Ministers begin talks on prescription drugs - Infomart - 0 views

  • The Globe and Mail Thu Jan 21 2016
  • Provincial and territorial health ministers have agreed to begin talks on improving access to prescription drugs, and are asking the new federal government to join the discussions. The move, which gained the support of health ministers during a meeting in Vancouver on Wednesday, is the first step toward the possible inclusion of a national pharmacare plan in a new health accord, said Ontario Health Minister Eric Hoskins, who introduced the proposal. Mr. Hoskins, who has long pushed for more equitable access to pharmaceuticals, said the current negotiations on a new health deal provide a unique opportunity for governments to consider what a Canadian pharmacare plan might look like.

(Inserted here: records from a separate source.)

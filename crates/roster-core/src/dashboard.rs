//! Dashboard controller.
//!
//! [`Dashboard`] owns all application state: the loaded [`Dataset`], the
//! filter selections, the filtered view, and the live chart handles. Every
//! change to data or filters flows through it, and it pushes the results to
//! a [`DashboardRenderer`].
//!
//! Loads may be started before an earlier one finished (a slow auto-load
//! racing a file the user picked). [`Dashboard::begin_load`] hands out a
//! [`LoadTicket`]; only the most recently begun load is applied.

use std::collections::BTreeMap;

use chrono::{DateTime, Utc};
use roster_model::{FilterField, FilterState, StudentRecord};
use serde::Serialize;
use tracing::{debug, info};

use crate::aggregate::distinct_values;
use crate::charts::{ChartId, ChartOptions, ChartSpec, build_chart_specs};
use crate::dataset::Dataset;
use crate::filter::filter_indices;
use crate::summary::SummaryStats;
use crate::table::{DEFAULT_PAGE_LENGTH, TablePage, paginate};

/// A live chart owned by the renderer.
pub trait ChartHandle {
    /// Releases the chart. Called exactly once, before a replacement for the
    /// same slot is created.
    fn dispose(&mut self);
}

/// Output side of the dashboard.
pub trait DashboardRenderer {
    type Chart: ChartHandle;

    /// Replaces the options of the four filter controls.
    fn populate_choices(&mut self, choices: &FilterChoices);

    fn render_summary(&mut self, summary: &SummaryStats);

    fn render_table(&mut self, page: &TablePage);

    fn create_chart(&mut self, spec: &ChartSpec) -> Self::Chart;
}

/// Sorted options for each discrete filter control.
#[derive(Debug, Clone, Default, PartialEq, Eq, Serialize)]
pub struct FilterChoices {
    pub states: Vec<String>,
    pub boards: Vec<String>,
    pub genders: Vec<String>,
    pub categories: Vec<String>,
}

impl FilterChoices {
    pub fn from_records(records: &[StudentRecord]) -> Self {
        let values = |field: FilterField| distinct_values(records, field.column());
        Self {
            states: values(FilterField::State),
            boards: values(FilterField::Board),
            genders: values(FilterField::Gender),
            categories: values(FilterField::Category),
        }
    }

    pub fn get(&self, field: FilterField) -> &[String] {
        match field {
            FilterField::State => &self.states,
            FilterField::Board => &self.boards,
            FilterField::Gender => &self.genders,
            FilterField::Category => &self.categories,
        }
    }
}

/// Handle for a load in flight.
#[derive(Debug, Clone, Copy, PartialEq, Eq)]
pub struct LoadTicket {
    generation: u64,
}

impl LoadTicket {
    pub fn generation(&self) -> u64 {
        self.generation
    }
}

/// Result of [`Dashboard::complete_load`].
#[derive(Debug, Clone, Copy, PartialEq, Eq)]
pub enum LoadOutcome {
    Applied,
    /// A later load was begun; the dataset was discarded.
    Superseded,
}

#[derive(Debug, Clone, Copy, PartialEq, Eq)]
pub struct DashboardOptions {
    pub page_length: usize,
    pub charts: ChartOptions,
}

impl Default for DashboardOptions {
    fn default() -> Self {
        Self {
            page_length: DEFAULT_PAGE_LENGTH,
            charts: ChartOptions::default(),
        }
    }
}

pub struct Dashboard<R: DashboardRenderer> {
    renderer: R,
    options: DashboardOptions,
    dataset: Dataset,
    filters: FilterState,
    view: Vec<usize>,
    choices: FilterChoices,
    summary: SummaryStats,
    page: usize,
    charts: BTreeMap<ChartId, R::Chart>,
    generation: u64,
    reference_time: Option<DateTime<Utc>>,
}

impl<R: DashboardRenderer> Dashboard<R> {
    pub fn new(renderer: R, options: DashboardOptions) -> Self {
        Self {
            renderer,
            options,
            dataset: Dataset::default(),
            filters: FilterState::default(),
            view: Vec::new(),
            choices: FilterChoices::default(),
            summary: SummaryStats::default(),
            page: 1,
            charts: BTreeMap::new(),
            generation: 0,
            reference_time: None,
        }
    }

    /// Pins the "now" used for age estimation. Unset means the wall clock.
    #[must_use]
    pub fn with_reference_time(mut self, now: DateTime<Utc>) -> Self {
        self.reference_time = Some(now);
        self
    }

    /// Replaces the dataset immediately, superseding any load in flight.
    pub fn load(&mut self, dataset: Dataset) {
        let ticket = self.begin_load();
        self.complete_load(ticket, dataset);
    }

    /// Starts a load. Any earlier ticket stops being current.
    pub fn begin_load(&mut self) -> LoadTicket {
        self.generation += 1;
        debug!(generation = self.generation, "load begun");
        LoadTicket {
            generation: self.generation,
        }
    }

    /// Applies `dataset` if `ticket` belongs to the most recently begun load.
    pub fn complete_load(&mut self, ticket: LoadTicket, dataset: Dataset) -> LoadOutcome {
        if ticket.generation != self.generation {
            info!(
                ticket = ticket.generation,
                current = self.generation,
                records = dataset.len(),
                "ignoring superseded load"
            );
            return LoadOutcome::Superseded;
        }

        info!(
            source = dataset.source().unwrap_or("<memory>"),
            records = dataset.len(),
            "dataset loaded"
        );
        self.dataset = dataset;
        self.choices = FilterChoices::from_records(self.dataset.records());
        self.renderer.populate_choices(&self.choices);
        self.apply_filters();
        LoadOutcome::Applied
    }

    /// Sets or clears (`None`) a discrete filter and re-applies.
    pub fn set_filter(&mut self, field: FilterField, value: Option<String>) {
        self.filters.set(field, value);
        self.apply_filters();
    }

    pub fn set_query(&mut self, query: impl Into<String>) {
        self.filters.query = Some(query.into());
        self.apply_filters();
    }

    pub fn clear_filters(&mut self) {
        self.filters.clear();
        self.apply_filters();
    }

    /// Replaces every selection at once and re-applies.
    pub fn set_filters(&mut self, filters: FilterState) {
        self.filters = filters;
        self.apply_filters();
    }

    /// Recomputes the view and pushes summary, charts, and the first table
    /// page to the renderer.
    pub fn apply_filters(&mut self) {
        self.view = filter_indices(self.dataset.records(), &self.filters);
        self.page = 1;
        debug!(
            matched = self.view.len(),
            total = self.dataset.len(),
            "filters applied"
        );

        let now = self.now();
        let all = self.dataset.records();
        let records: Vec<&StudentRecord> = self.view.iter().map(|&index| &all[index]).collect();
        self.summary = SummaryStats::compute(records.iter().copied());
        let specs = build_chart_specs(&records, self.options.charts, now);
        let page = paginate(&records, self.page, self.options.page_length);

        self.renderer.render_summary(&self.summary);
        for spec in specs {
            if let Some(mut previous) = self.charts.remove(&spec.id) {
                previous.dispose();
            }
            let chart = self.renderer.create_chart(&spec);
            self.charts.insert(spec.id, chart);
        }
        self.renderer.render_table(&page);
    }

    /// Moves the table to page `page` (clamped) and re-renders it.
    pub fn set_page(&mut self, page: usize) {
        let table = paginate(&self.view_records(), page, self.options.page_length);
        self.page = table.page;
        self.renderer.render_table(&table);
    }

    /// Disposes every live chart.
    pub fn dispose_charts(&mut self) {
        for (_, mut chart) in std::mem::take(&mut self.charts) {
            chart.dispose();
        }
    }

    pub fn dataset(&self) -> &Dataset {
        &self.dataset
    }

    pub fn filters(&self) -> &FilterState {
        &self.filters
    }

    pub fn choices(&self) -> &FilterChoices {
        &self.choices
    }

    pub fn summary(&self) -> &SummaryStats {
        &self.summary
    }

    /// Records in the filtered view, in dataset order.
    pub fn view_records(&self) -> Vec<&StudentRecord> {
        let records = self.dataset.records();
        self.view.iter().map(|&index| &records[index]).collect()
    }

    pub fn view_len(&self) -> usize {
        self.view.len()
    }

    pub fn page(&self) -> usize {
        self.page
    }

    /// The current table page, recomputed from the view.
    pub fn table_page(&self) -> TablePage {
        paginate(&self.view_records(), self.page, self.options.page_length)
    }

    /// Current chart data, recomputed from the view.
    pub fn chart_specs(&self) -> Vec<ChartSpec> {
        build_chart_specs(&self.view_records(), self.options.charts, self.now())
    }

    pub fn chart(&self, id: ChartId) -> Option<&R::Chart> {
        self.charts.get(&id)
    }

    pub fn renderer(&self) -> &R {
        &self.renderer
    }

    pub fn renderer_mut(&mut self) -> &mut R {
        &mut self.renderer
    }

    pub fn options(&self) -> &DashboardOptions {
        &self.options
    }

    fn now(&self) -> DateTime<Utc> {
        self.reference_time.unwrap_or_else(Utc::now)
    }
}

  • Such a plan might be a combination of public and private insurance, he suggested, that could start with an agreement among governments about what prescription drugs to cover. "I like to believe we have a generational opportunity to really create a visionary document," Mr. Hoskins said in an interview on Wednesday. While there is no guarantee that Canadian governments can agree on a national drug plan, he said, they need to try. "It would be unfortunate if we didn't take advantage of the opportunity and at least do the hard work to look at the possibilities and to have the courage to dream and to think of the bigger vision." A working group set up by the provinces will look at improving "equitable and appropriate access to pharmaceuticals based on evidence," according to a release issued after the closeddoor meeting.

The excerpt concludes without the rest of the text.